Scotswomen of the same day proved themselves not less valiant in the midst of danger.
Christina, the sister of King Robert Bruce, and widow of Gratney, Earl of Mar, and Sir Christopher Seton, had wedded, as her third husband, Sir Andrew Moray of Bothwell, one of Wallace’s companions, and a skilful leader, who, after the Battle of Dupplin, was appointed Regent of Scotland by the Brucian party. Not long after his assumption of this dignity, he was taken prisoner at Roxburgh, and endured a captivity of two years in England. During this period the Regency was conferred on two noble Scots in conjunction – the young Earl of Moray, son of the great Randolph, and the still younger Stewart of Scotland, son of Marjory Bruce, and grandson of King Robert. Their enterprises, desultory at the best, were crowned with so much success that Baliol had to flee across the Border and solicit fresh aid from his Southron lord and master, to whom he did not appeal in vain. Sir Andrew Moray, on obtaining his freedom, hurried home and resumed the national struggle, the prospects of which were again darkening. Storm and disaster impended. Baliol’s cause was strenuously upheld by Edward III., who entered Scotland with an army of invasion in the winter of 1334, and, encountering no opposition, reinstalled his weak puppet as king. This done, Edward marched back to England, resolving to return in the following summer and consolidate his conquest once for all. Accordingly, about mid-summer, 1335, he crossed the Border at the head of a well-appointed host, and overran the country.

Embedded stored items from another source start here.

use std::sync::mpsc::{self, Receiver, RecvTimeoutError, Sender};
use std::time::Duration;

use crossterm::event::{self, Event as CtEvent, KeyEvent, KeyEventKind};

use crate::scheduler::TimerTag;

/// Unified event type consumed by the app runner
#[derive(Clone, Debug)]
pub enum MonitorEvent {
    Key(KeyEvent),
    Resize,
    /// A session timer fired
    Timer(TimerTag),
    /// Nothing arrived within the refresh interval
    Refresh,
}

/// Source of terminal and timer events
pub trait MonitorEventSource: Send + 'static {
    /// Block for up to `timeout` waiting for an event.
    /// Returns Ok(event) if an event arrives before the timeout, or Err(Timeout) if it expires.
    fn recv_timeout(&self, timeout: Duration) -> Result<MonitorEvent, RecvTimeoutError>;

    /// Sender timers use to feed ticks into the same queue as key presses
    fn sender(&self) -> Sender<MonitorEvent>;
}

/// Production event source using crossterm
pub struct CrosstermEventSource {
    tx: Sender<MonitorEvent>,
    rx: Receiver<MonitorEvent>,
}

impl CrosstermEventSource {
    pub fn new() -> Self {
        let (tx, rx) = mpsc::channel();
        let input_tx = tx.clone();

        std::thread::spawn(move || loop {
            let forwarded = match event::read() {
                // key release/repeat reports would double count keystrokes
                Ok(CtEvent::Key(key)) if key.kind == KeyEventKind::Press => {
                    input_tx.send(MonitorEvent::Key(key))
                }
                Ok(CtEvent::Resize(_, _)) => input_tx.send(MonitorEvent::Resize),
                Ok(_) => Ok(()),
                Err(e) => {
                    log::error!("terminal input failed: {e}");
                    break;
                }
            };
            if forwarded.is_err() {
                break;
            }
        });

        Self { tx, rx }
    }
}

impl Default for CrosstermEventSource {
    fn default() -> Self {
        Self::new()
    }
}

impl MonitorEventSource for CrosstermEventSource {
    fn recv_timeout(&self, timeout: Duration) -> Result<MonitorEvent, RecvTimeoutError> {
        self.rx.recv_timeout(timeout)
    }

    fn sender(&self) -> Sender<MonitorEvent> {
        self.tx.clone()
    }
}

/// Channel-backed event source for tests
pub struct TestEventSource {
    tx: Sender<MonitorEvent>,
    rx: Receiver<MonitorEvent>,
}

impl TestEventSource {
    pub fn new() -> Self {
        let (tx, rx) = mpsc::channel();
        Self { tx, rx }
    }
}

impl Default for TestEventSource {
    fn default() -> Self {
        Self::new()
    }
}

impl MonitorEventSource for TestEventSource {
    fn recv_timeout(&self, timeout: Duration) -> Result<MonitorEvent, RecvTimeoutError> {
        self.rx.recv_timeout(timeout)
    }

    fn sender(&self) -> Sender<MonitorEvent> {
        self.tx.clone()
    }
}

/// Configurable ticker interface
pub trait Ticker: Send + Sync + 'static {
    fn interval(&self) -> Duration;
}

/// Fixed interval ticker
#[derive(Clone, Copy, Debug)]
pub struct FixedTicker {
    interval: Duration,
}

impl FixedTicker {
    pub fn new(interval: Duration) -> Self {
        Self { interval }
    }
}

impl Ticker for FixedTicker {
    fn interval(&self) -> Duration {
        self.interval
    }
}

/// Runner that advances the application one event at a time
pub struct Runner<E: MonitorEventSource, T: Ticker> {
    event_source: E,
    ticker: T,
}

impl<E: MonitorEventSource, T: Ticker> Runner<E, T> {
    pub fn new(event_source: E, ticker: T) -> Self {
        Self {
            event_source,
            ticker,
        }
    }

    /// Blocks up to the refresh interval and returns the next event, or Refresh on timeout
    pub fn step(&self) -> MonitorEvent {
        match self.event_source.recv_timeout(self.ticker.interval()) {
            Ok(ev) => ev,
            Err(RecvTimeoutError::Timeout) | Err(RecvTimeoutError::Disconnected) => {
                MonitorEvent::Refresh
            }
        }
    }

    pub fn sender(&self) -> Sender<MonitorEvent> {
        self.event_source.sender()
    }
}

#[cfg(test)]
mod tests {
    use super::*;
    use crate::scheduler::TimerKind;

    #[test]
    fn step_returns_refresh_on_timeout() {
        let runner = Runner::new(
            TestEventSource::new(),
            FixedTicker::new(Duration::from_millis(1)),
        );

        match runner.step() {
            MonitorEvent::Refresh => {}
            other => panic!("expected Refresh on timeout, got {other:?}"),
        }
    }

    #[test]
    fn step_passes_through_timer_ticks() {
        let runner = Runner::new(
            TestEventSource::new(),
            FixedTicker::new(Duration::from_millis(10)),
        );
        let tag = TimerTag {
            kind: TimerKind::Break,
            generation: 3,
        };
        runner.sender().send(MonitorEvent::Timer(tag)).unwrap();
        runner.sender().send(MonitorEvent::Resize).unwrap();

        match runner.step() {
            MonitorEvent::Timer(t) => assert_eq!(t, tag),
            other => panic!("expected Timer event, got {other:?}"),
        }
        assert!(matches!(runner.step(), MonitorEvent::Resize));
    }
}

For this campaign the English had hired numerous bands of foreign mercenaries, and in particular a large body of Flemish soldiers of fortune, steel-clad cavalry, commanded by Guy, Count of Namur. These latter auxiliaries having landed at Berwick, took the road to Edinburgh on their way to join the English in the North. Edinburgh was then open and defenceless – the walls being demolished and the Castle dismantled – a sad proof of the incessant warfare that had raged around it. But scarcely had the foreigners ridden into the city when the Earls of Moray and March, and Sir Alexander Ramsay of Dalwolsie appeared with a Scottish force on the Borough Moor threatening attack. Namur, confident in his superior strength, led out his troops and gave battle on the Moor. This engagement was remarkable for a singular passage of arms which aptly illustrates our special subject. Whilst the conflict was at its height, a Scottish esquire, named Richard Shaw, and a Flemish warrior, both of whom were conspicuous for valour, challenged each other to combat in the full view of the field. They set their spears in rest, and clapped spurs to their steeds, and
“The meeting of these champions proud
Seem’d like the bursting thunder cloud.”
At the first crash of encounter they transfixed one another with their lances, and both falling from their saddles, gasped out their lives on the bloody turf. Up came a fresh party of Scots, led by Sir William Douglas, the Black Knight of Liddesdale, and the Flemings were driven into the town, where they were hotly pursued. The fray was renewed in the High Street and on the ascent of the hill surmounted by the ruined Castle, until they surrendered at discretion. But when the victors came to scan the scene of contest on the Borough Moor, they discovered to their astonishment that the Flemish soldier who fought and died with Richard Shaw was a woman. Of her name and history nothing was ascertained; though probably she had followed a lover in disguise, and he, too, had perished in the fight. The Earl of Moray now evinced a chivalrous generosity, which had an unfortunate result. He released the Flemish prisoners without ransom, and, moreover, escorted them to the English border; but on his return journey he was unexpectedly attacked by the Warden of Jedburgh Forest, who defeated his followers, made him captive, and hurried him off in irons to Bamborough Castle.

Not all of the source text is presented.